La reducción de salarios, el incremento de trabajo temporal y la precarización del empleo son las razones
La memoria del Consejo Económico y Social del año pasado advierte "un notable empobrecimiento" de la población murciana, con reducción de la renta de los hogares y la aparición de un fenómeno creciente, el de los "trabajadores pobres", por la precarización del empleo, el incremento del trabajo temporal y a tiempo parcial y la reducción de salarios.

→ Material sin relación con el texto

//! Negotiation session aggregate.

use super::{NegotiationDomainError, NegotiationId, NegotiationStatus, Resolver};
use crate::agent::{AgentName, TaskId};
use crate::bus::domain::MessageId;
use chrono::{DateTime, Utc};
use mockable::Clock;
use serde::{Deserialize, Serialize};

/// Parameter object for opening a negotiation.
#[derive(Debug, Clone, PartialEq, Eq)]
pub struct OpenNegotiationParams {
    /// Task the disagreement belongs to.
    pub task_id: TaskId,
    /// Agent proposing a position.
    pub initiator: AgentName,
    /// Agent asked to respond.
    pub respondent: AgentName,
    /// Subject of the disagreement.
    pub topic: String,
    /// The initiator's proposal.
    pub initiator_position: String,
}

impl OpenNegotiationParams {
    /// Bundles the fields required to open a session.
    #[must_use]
    pub fn new(
        task_id: TaskId,
        initiator: AgentName,
        respondent: AgentName,
        topic: impl Into<String>,
        initiator_position: impl Into<String>,
    ) -> Self {
        Self {
            task_id,
            initiator,
            respondent,
            topic: topic.into(),
            initiator_position: initiator_position.into(),
        }
    }
}

/// A bounded consensus exchange between two agents.
///
/// Every transition records the id of the bus message that announced it,
/// so `message_ids` grows by exactly one per protocol action. Sessions in
/// [`NegotiationStatus::Agreed`] or [`NegotiationStatus::Escalated`]
/// reject further transitions.
#[derive(Debug, Clone, PartialEq, Eq, Serialize, Deserialize)]
pub struct NegotiationSession {
    id: NegotiationId,
    task_id: TaskId,
    initiator: AgentName,
    respondent: AgentName,
    topic: String,
    initiator_position: String,
    respondent_position: Option<String>,
    status: NegotiationStatus,
    resolution: Option<String>,
    resolved_by: Option<Resolver>,
    escalation_reason: Option<String>,
    message_ids: Vec<MessageId>,
    opened_at: DateTime<Utc>,
    updated_at: DateTime<Utc>,
}

impl NegotiationSession {
    /// Opens a session announced by the `proposal` message.
    #[must_use]
    pub fn open(params: OpenNegotiationParams, proposal: MessageId, clock: &impl Clock) -> Self {
        let timestamp = clock.utc();
        Self {
            id: NegotiationId::new(),
            task_id: params.task_id,
            initiator: params.initiator,
            respondent: params.respondent,
            topic: params.topic,
            initiator_position: params.initiator_position,
            respondent_position: None,
            status: NegotiationStatus::Open,
            resolution: None,
            resolved_by: None,
            escalation_reason: None,
            message_ids: vec![proposal],
            opened_at: timestamp,
            updated_at: timestamp,
        }
    }

    /// Returns the session identifier.
    #[must_use]
    pub const fn id(&self) -> NegotiationId {
        self.id
    }

    /// Returns the owning task.
    #[must_use]
    pub const fn task_id(&self) -> &TaskId {
        &self.task_id
    }

    /// Returns the proposing agent.
    #[must_use]
    pub const fn initiator(&self) -> &AgentName {
        &self.initiator
    }

    /// Returns the responding agent.
    #[must_use]
    pub const fn respondent(&self) -> &AgentName {
        &self.respondent
    }

    /// Returns the negotiated topic.
    #[must_use]
    pub fn topic(&self) -> &str {
        &self.topic
    }

    /// Returns the initiator's position.
    #[must_use]
    pub fn initiator_position(&self) -> &str {
        &self.initiator_position
    }

    /// Returns the respondent's latest position, if any.
    #[must_use]
    pub fn respondent_position(&self) -> Option<&str> {
        self.respondent_position.as_deref()
    }

    /// Returns the lifecycle state.
    #[must_use]
    pub const fn status(&self) -> NegotiationStatus {
        self.status
    }

    /// Returns the agreed resolution, if any.
    #[must_use]
    pub fn resolution(&self) -> Option<&str> {
        self.resolution.as_deref()
    }

    /// Returns who resolved or received the session, if anyone.
    #[must_use]
    pub const fn resolved_by(&self) -> Option<&Resolver> {
        self.resolved_by.as_ref()
    }

    /// Returns the reason given for escalation, if escalated.
    #[must_use]
    pub fn escalation_reason(&self) -> Option<&str> {
        self.escalation_reason.as_deref()
    }

    /// Returns the announcing message ids, one per transition.
    #[must_use]
    pub fn message_ids(&self) -> &[MessageId] {
        &self.message_ids
    }

    /// Returns the opening proposal's message id.
    #[must_use]
    pub fn proposal_id(&self) -> Option<MessageId> {
        self.message_ids.first().copied()
    }

    /// Returns when the session was opened.
    #[must_use]
    pub const fn opened_at(&self) -> DateTime<Utc> {
        self.opened_at
    }

    /// Returns when the session last changed.
    #[must_use]
    pub const fn updated_at(&self) -> DateTime<Utc> {
        self.updated_at
    }

    /// Returns the party opposite `agent`; third parties face the
    /// respondent.
    #[must_use]
    pub fn counterpart_of(&self, agent: &AgentName) -> &AgentName {
        if agent == &self.respondent {
            &self.initiator
        } else {
            &self.respondent
        }
    }

    /// Fails when the session no longer accepts transitions.
    ///
    /// # Errors
    ///
    /// Returns [`NegotiationDomainError::AlreadyTerminal`] for agreed or
    /// escalated sessions.
    pub const fn ensure_active(&self) -> Result<(), NegotiationDomainError> {
        if self.status.is_terminal() {
            return Err(NegotiationDomainError::AlreadyTerminal {
                id: self.id,
                status: self.status,
            });
        }
        Ok(())
    }

    /// Records the respondent's position. Later counters replace earlier
    /// ones.
    ///
    /// # Errors
    ///
    /// Returns [`NegotiationDomainError::AlreadyTerminal`] when the session
    /// is closed.
    pub fn record_counter(
        &mut self,
        position: String,
        message: MessageId,
        clock: &impl Clock,
    ) -> Result<(), NegotiationDomainError> {
        self.ensure_active()?;
        self.respondent_position = Some(position);
        self.status = NegotiationStatus::Countered;
        self.advance(message, clock);
        Ok(())
    }

    /// Records an agreed resolution.
    ///
    /// # Errors
    ///
    /// Returns [`NegotiationDomainError::AlreadyTerminal`] when the session
    /// is closed.
    pub fn record_agreement(
        &mut self,
        resolution: String,
        resolver: Resolver,
        message: MessageId,
        clock: &impl Clock,
    ) -> Result<(), NegotiationDomainError> {
        self.ensure_active()?;
        self.resolution = Some(resolution);
        self.resolved_by = Some(resolver);
        self.status = NegotiationStatus::Agreed;
        self.advance(message, clock);
        Ok(())
    }

    /// Records a hand-off to `arbitrator`.
    ///
    /// # Errors
    ///
    /// Returns [`NegotiationDomainError::AlreadyTerminal`] when the session
    /// is closed.
    pub fn record_escalation(
        &mut self,
        reason: String,
        arbitrator: AgentName,
        message: MessageId,
        clock: &impl Clock,
    ) -> Result<(), NegotiationDomainError> {
        self.ensure_active()?;
        self.escalation_reason = Some(reason);
        self.resolved_by = Some(Resolver::Agent(arbitrator));
        self.status = NegotiationStatus::Escalated;
        self.advance(message, clock);
        Ok(())
    }

    fn advance(&mut self, message: MessageId, clock: &impl Clock) {
        self.message_ids.push(message);
        self.updated_at = clock.utc();
    }
}
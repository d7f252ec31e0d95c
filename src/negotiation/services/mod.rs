//! Negotiation orchestration over the message bus.

mod protocol;

pub use protocol::{NegotiationError, NegotiationProtocol, NegotiationResult};
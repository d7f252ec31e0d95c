//! Then steps for message bus BDD scenarios.

use super::world::BusWorld;
use concord::{agent::AgentName, bus::services::Delivery};
use eyre::WrapErr;
use rstest_bdd_macros::then;

fn delivery(world: &BusWorld) -> Result<&Delivery, eyre::Report> {
    world
        .last_send
        .as_ref()
        .ok_or_else(|| eyre::eyre!("no message was sent in this scenario"))?
        .as_ref()
        .map_err(|err| eyre::eyre!("send failed: {err}"))
}

fn bodies_seen_by(world: &BusWorld, agent: String) -> Result<Vec<String>, eyre::Report> {
    let name = AgentName::new(agent).wrap_err("parse subscriber name")?;
    let seen = world
        .seen
        .get(&name)
        .ok_or_else(|| eyre::eyre!("{name} has no recording handler"))?
        .lock()
        .map_err(|err| eyre::eyre!("recording lock poisoned: {err}"))?;
    Ok(seen
        .iter()
        .map(|message| message.body().to_owned())
        .collect())
}

#[then("the send succeeded")]
fn send_succeeded(world: &BusWorld) -> Result<(), eyre::Report> {
    delivery(world).map(|_| ())
}

#[then(r#"the handler count for "{agent}" is {count:usize}"#)]
fn handler_count(world: &BusWorld, agent: String, count: usize) -> Result<(), eyre::Report> {
    let seen = bodies_seen_by(world, agent)?.len();
    if seen != count {
        return Err(eyre::eyre!("expected {count} deliveries, found {seen}"));
    }
    Ok(())
}

#[then(r#"the last body seen by "{agent}" is "{body}""#)]
fn last_body_seen(world: &BusWorld, agent: String, body: String) -> Result<(), eyre::Report> {
    let last = bodies_seen_by(world, agent)?.pop();
    let expected = Some(body);
    if last != expected {
        return Err(eyre::eyre!("expected last body {expected:?}, found {last:?}"));
    }
    Ok(())
}

#[then("{count:usize} handler reported a failure")]
fn handler_failures(world: &BusWorld, count: usize) -> Result<(), eyre::Report> {
    let failures = delivery(world)?.failures().count();
    if failures != count {
        return Err(eyre::eyre!("expected {count} failed handlers, found {failures}"));
    }
    Ok(())
}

Los perfiles de riesgo de pobreza con empleo son cada vez más frecuentes en los hogares que dependen de ese único sueldo, especialmente los de familias numerosas o monoparentales, informó en rueda de prensa el miembro del CES, Juan Antonio Pedreño.
El estudio constata que durante esta crisis ha aumentado la tasa de riesgo de pobreza por lo que, según Pedreño, serían necesarias políticas públicas "transversales" en educación, vivienda y empleo, así como beneficios fiscales.
Se han constatado elevadas tasas de abandono temprano del sistema educativo y el aumento del porcentaje de jóvenes que no han alcanzado educación secundaria de segunda etapa, por lo que el CES pide aminorar el abandono temprano de la educación abordándolo desde la prevención, la intervención y la compensación, y mejorar la adaptación de la FP a las necesidades del mercado de trabajo.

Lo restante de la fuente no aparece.